The Urban League movement lives strong in Omaha

©by Leo Adam Biga

Originally published in the November 2017 issue of The Reader (www.thereader.com)

The Urban League.

The name may be familiar but the role it plays not. Since the National Urban League’s 1910 birth from the progressive social work movement, it’s used advocacy over activism to promote equality. The New York City-based NUL encouraged the creation of affiliates to serve blacks leaving the South in the Great Migration. One of its oldest continuously operating affiliates is the Urban League of Nebraska. The local non-profit started in 1927 as the Omaha Urban League and so operated until changing to Urban League of Nebraska (ULN) in 1968.

This century-plus national integrationist organization is anything but a tired old outfit living off 1950s-1960s Freedom Movement laurels. Its mission today within the ongoing movement is “to enable African-Americans to secure economic self-reliance, parity, power and civil rights.” Ditto for ULN, which marks 90 years in 2017. At various times the local office made housing, jobs and health priorities. Today, it does advocacy around juvenile justice, education and child welfare reform and is a service provider of education, youth development, employment and career services programs. It continues a long-standing scholarships program.

Agency branding says ULN aspires to close “the social economic gap for African-Americans and emerging ethnic communities and disadvantaged families in the achievement of social equality and economic independence and growth.”

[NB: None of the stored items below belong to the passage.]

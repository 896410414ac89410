// input.rs: map winit events into viewer controller operations

use glam::Vec2;
use panorama_tour::coords::Viewport;
use panorama_tour::loader::PanoramaSource;
use panorama_tour::viewer::{KeyRotation, ViewerController};
use std::time::{Duration, Instant};
use winit::event::{ElementState, MouseButton, MouseScrollDelta, TouchPhase, VirtualKeyCode, WindowEvent};

const MIN_FOV: f32 = 30.0;
const MAX_FOV: f32 = 100.0;

/// Things the controller cannot do by itself.
#[derive(Debug, Clone, Copy, PartialEq, Eq)]
pub enum HostRequest {
    OpenTour,
    ToggleFullscreen,
}

#[derive(Debug, Default)]
pub struct InputOutcome {
    pub request: Option<HostRequest>,
}

#[derive(Debug, Clone, Copy, PartialEq)]
pub enum Gesture {
    Click(Vec2),
    DoubleClick(Vec2),
}

#[derive(Debug, Clone, Copy)]
struct Press {
    origin: Vec2,
    last: Vec2,
    dragging: bool,
}

/// Pointer bookkeeping shared by mouse and touch. Pixels, origin top-left.
#[derive(Debug)]
pub struct InputState {
    cursor: Vec2,
    press: Option<Press>,
    touch_id: Option<u64>,
    last_click: Option<(Instant, Vec2)>,
    double_click: Duration,
    slop: f32,
}

impl InputState {
    pub fn new(double_click_ms: u64, slop_px: f32) -> Self {
        Self {
            cursor: Vec2::ZERO,
            press: None,
            touch_id: None,
            last_click: None,
            double_click: Duration::from_millis(double_click_ms),
            slop: slop_px,
        }
    }

    pub fn pointer_pressed(&mut self, pos: Vec2) {
        self.cursor = pos;
        self.press = Some(Press {
            origin: pos,
            last: pos,
            dragging: false,
        });
    }

    /// Drag delta since the previous move, once the pointer left the click slop.
    pub fn pointer_moved(&mut self, pos: Vec2) -> Option<Vec2> {
        self.cursor = pos;
        let press = self.press.as_mut()?;
        if !press.dragging && press.origin.distance(pos) > self.slop {
            press.dragging = true;
        }
        let delta = pos - press.last;
        press.last = pos;
        press.dragging.then_some(delta)
    }

    pub fn pointer_released(&mut self, pos: Vec2, now: Instant) -> Option<Gesture> {
        self.cursor = pos;
        let press = self.press.take()?;
        if press.dragging {
            return None;
        }

        let is_double = self.last_click.is_some_and(|(at, where_)| {
            now.saturating_duration_since(at) <= self.double_click && where_.distance(pos) <= self.slop
        });
        if is_double {
            self.last_click = None;
            Some(Gesture::DoubleClick(pos))
        } else {
            self.last_click = Some((now, pos));
            Some(Gesture::Click(pos))
        }
    }

    fn pointer_cancelled(&mut self) {
        self.press = None;
        self.touch_id = None;
    }
}

pub fn apply_gesture<S: PanoramaSource>(gesture: Gesture, controller: &mut ViewerController<S>, viewport: Viewport) {
    match gesture {
        Gesture::Click(pos) => {
            let Some(id) = controller.hit_test(pos).map(|m| m.point_id.clone()) else {
                return;
            };
            // failures already went to the navigation-failed callback
            if let Err(e) = controller.select_info_point(&id) {
                log::debug!("selecting {id}: {e}");
            }
        }
        Gesture::DoubleClick(pos) => {
            if controller.placement_enabled() && controller.hit_test(pos).is_none() {
                controller.place_info_point(pos, viewport);
            }
        }
    }
}

pub fn handle_window_event<S: PanoramaSource>(
    event: &WindowEvent,
    input: &mut InputState,
    controller: &mut ViewerController<S>,
    viewport: Viewport,
) -> InputOutcome {
    let mut out = InputOutcome::default();
    match event {
        WindowEvent::MouseInput {
            state,
            button: MouseButton::Left,
            ..
        } => match state {
            ElementState::Pressed => input.pointer_pressed(input.cursor),
            ElementState::Released => {
                if let Some(gesture) = input.pointer_released(input.cursor, Instant::now()) {
                    apply_gesture(gesture, controller, viewport);
                }
            }
        },
        WindowEvent::CursorMoved { position, .. } => {
            let pos = Vec2::new(position.x as f32, position.y as f32);
            if let Some(delta) = input.pointer_moved(pos) {
                controller.drag(delta.x, delta.y, viewport);
            }
        }
        WindowEvent::CursorLeft { .. } => input.press = None,
        WindowEvent::Touch(touch) => {
            let pos = Vec2::new(touch.location.x as f32, touch.location.y as f32);
            match touch.phase {
                TouchPhase::Started if input.touch_id.is_none() => {
                    input.touch_id = Some(touch.id);
                    input.pointer_pressed(pos);
                }
                TouchPhase::Moved if input.touch_id == Some(touch.id) => {
                    if let Some(delta) = input.pointer_moved(pos) {
                        controller.drag(delta.x, delta.y, viewport);
                    }
                }
                TouchPhase::Ended if input.touch_id == Some(touch.id) => {
                    input.touch_id = None;
                    if let Some(gesture) = input.pointer_released(pos, Instant::now()) {
                        apply_gesture(gesture, controller, viewport);
                    }
                }
                TouchPhase::Cancelled => input.pointer_cancelled(),
                _ => {}
            }
        }
        WindowEvent::MouseWheel { delta, .. } => {
            let scroll = match delta {
                MouseScrollDelta::LineDelta(_, y) => *y,
                MouseScrollDelta::PixelDelta(pos) => pos.y as f32 / 20.0,
            };
            let view = controller.view_mut();
            view.fov = (view.fov - scroll * 2.5).clamp(MIN_FOV, MAX_FOV);
        }
        WindowEvent::KeyboardInput { input: key, .. } if key.state == ElementState::Pressed => {
            match key.virtual_keycode {
                Some(VirtualKeyCode::Left) => controller.key_rotate(KeyRotation::Left),
                Some(VirtualKeyCode::Right) => controller.key_rotate(KeyRotation::Right),
                Some(VirtualKeyCode::Up) => controller.key_rotate(KeyRotation::Up),
                Some(VirtualKeyCode::Down) => controller.key_rotate(KeyRotation::Down),
                Some(VirtualKeyCode::Escape) => controller.close_details(),
                Some(VirtualKeyCode::R) => controller.reset_view(),
                Some(VirtualKeyCode::O) => out.request = Some(HostRequest::OpenTour),
                Some(VirtualKeyCode::F11) => out.request = Some(HostRequest::ToggleFullscreen),
                _ => {}
            }
        }
        _ => {}
    }
    out
}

The emphasis on education and employment as self-determination pathways became more paramount after the Omaha World-Herald’s 2007 series documenting the city’s disproportionately impoverished African-American population. ULN became a key partner of a facilitator-catalyst for change that emerged – the Empowerment Network. In a decade of focused work, North Omaha blacks are making sharp socio-economic gains.

“It was a call to action,” current ULN president-CEO Thomas Warren said of this concerted response to tackle poverty. “This was the first time in my lifetime I’ve seen this type of grassroots mobilization. It coincided with a number of nonprofit executive directors from this community working collaboratively with one another. It also was, in my opinion, a result of strategically situated elected officials working cooperatively together with a common interest and goal – and with the support of the donor-philanthropic community.

“The United Way of the Midlands wanted their allocations aligned with community needs and priorities – and poverty emerged as a priority. Then, too, we had support from our corporate community. For the first time, there was alignment across sectors and disciplines.”

Unprecedented capital investments are helping repopulate and transform a long neglected and depressed area. Both symbolic and tangible expressions of hope are happening side by side.

“It’s the most significant investment this community’s ever experienced,” said Warren, a North O native who intersected with ULN as a youth. He said the League’s always had a strong presence there. He came to lead ULN in 2008 after 24 years with the Omaha Police Department, where he was the first black chief of police.

“I was very familiar with the organization and the importance of its work.”

He received an Urban League scholarship upon graduating Tech High School. A local UL legend, the late Charles B. Washington, was a mentor to Warren, whose wife Aileen once served as vice president of programs.

Warren concedes some may question the relevance of a traditional civil rights organization that prefers the board room and classroom to Black Lives Matter street tactics.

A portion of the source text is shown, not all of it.